Browsing the model

  1. Hover over the model nugget, then click the overflow menu and select View Model. The initial view shows the estimated accuracy of the predictions for each offer. You can also click Predictor Importance to see the relative importance of each predictor in estimating the model, or click Association With Response to show the correlation of each predictor with the target variable.
  2. To switch between each of the four offers for which there are prediction, use the View drop-down.
    Figure 1. SLRM model nugget
    SLRM model nugget
  3. Return to the flow.
  4. Disconnect the Data Asset node that points to pm_customer_train1.csv.
  5. Add a new Data Asset node that points to pm_customer_train2.csv and connect it to the Filler node.
  6. Double-click the SLRM node and select Continue training existing model (under BUILD OPTIONS). Click Save.
  7. Run the flow to regenerate the model nugget. Then hover over it, click the overflow menu and select View Model. The model now shows the revised estimates of accuracy of the predictions for each offer.
  8. Add a new Data Asset node that points to pm_customer_train3.csv and connect it to the Filler node
  9. Run the flow again, then select View Model for the model nugget again.

    The model now shows the final estimated accuracy of the predictions for each offer. As you can see, the average accuracy fell slightly as you added the additional data sources. However, this fluctuation is a minimal amount and may be attributed to slight anomalies within the available data.

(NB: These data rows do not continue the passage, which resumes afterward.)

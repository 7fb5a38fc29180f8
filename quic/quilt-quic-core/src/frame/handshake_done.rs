// Copyright Amazon.com, Inc. or its affiliates. All Rights Reserved.
// SPDX-License-Identifier: Apache-2.0

use crate::frame::Tag;
use quilt_codec::{decoder_parameterized_value, Encoder, EncoderValue};

//= https://www.rfc-editor.org/rfc/rfc9000#section-19.20
//# The server uses a HANDSHAKE_DONE frame (type=0x1e) to signal
//# confirmation of the handshake to the client.

pub(crate) const HANDSHAKE_DONE_TAG: Tag = 0x1e;

#[derive(Debug, Copy, Clone, Default, PartialEq, Eq)]
pub struct HandshakeDone;

impl HandshakeDone {
    #[inline]
    pub const fn tag(&self) -> Tag {
        HANDSHAKE_DONE_TAG
    }
}

decoder_parameterized_value!(
    impl<'a> HandshakeDone {
        fn decode(_tag: Tag, buffer: Buffer) -> Result<Self> {
            Ok((HandshakeDone, buffer))
        }
    }
);

impl EncoderValue for HandshakeDone {
    #[inline]
    fn encode<E: Encoder>(&self, buffer: &mut E) {
        buffer.encode(&HANDSHAKE_DONE_TAG);
    }
}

  10. Attach a Table node to the generated model nugget, then run the Table node. In the Outputs pane, open the table output that was just generated.
    The predictions in the table show which offers a customer is most likely to accept and the confidence that they'll accept, depending on each customer's details. For example, in the first row, there's only a 13.2% confidence rating (denoted by the value 0.132 in the $SC-campaign-1 column) that a customer who previously took out a car loan will accept a pension if offered one. However, the second and third lines show two more customers who also took out a car loan; in their cases, there is a 95.7% confidence that they, and other customers with similar histories, would open a savings account if offered one, and over 80% confidence that they would accept a pension.
    Figure 2. Model output - predicted offers and confidences
    Model output - predicted offers and confidences

    Explanations of the mathematical foundations of the modeling methods used in SPSS Modeler are available in the SPSS Modeler Algorithms Guide.

    Note that these results are based on the training data only. To assess how well the model generalizes to other data in the real world, you would use a Partition node to hold out a subset of records for purposes of testing and validation.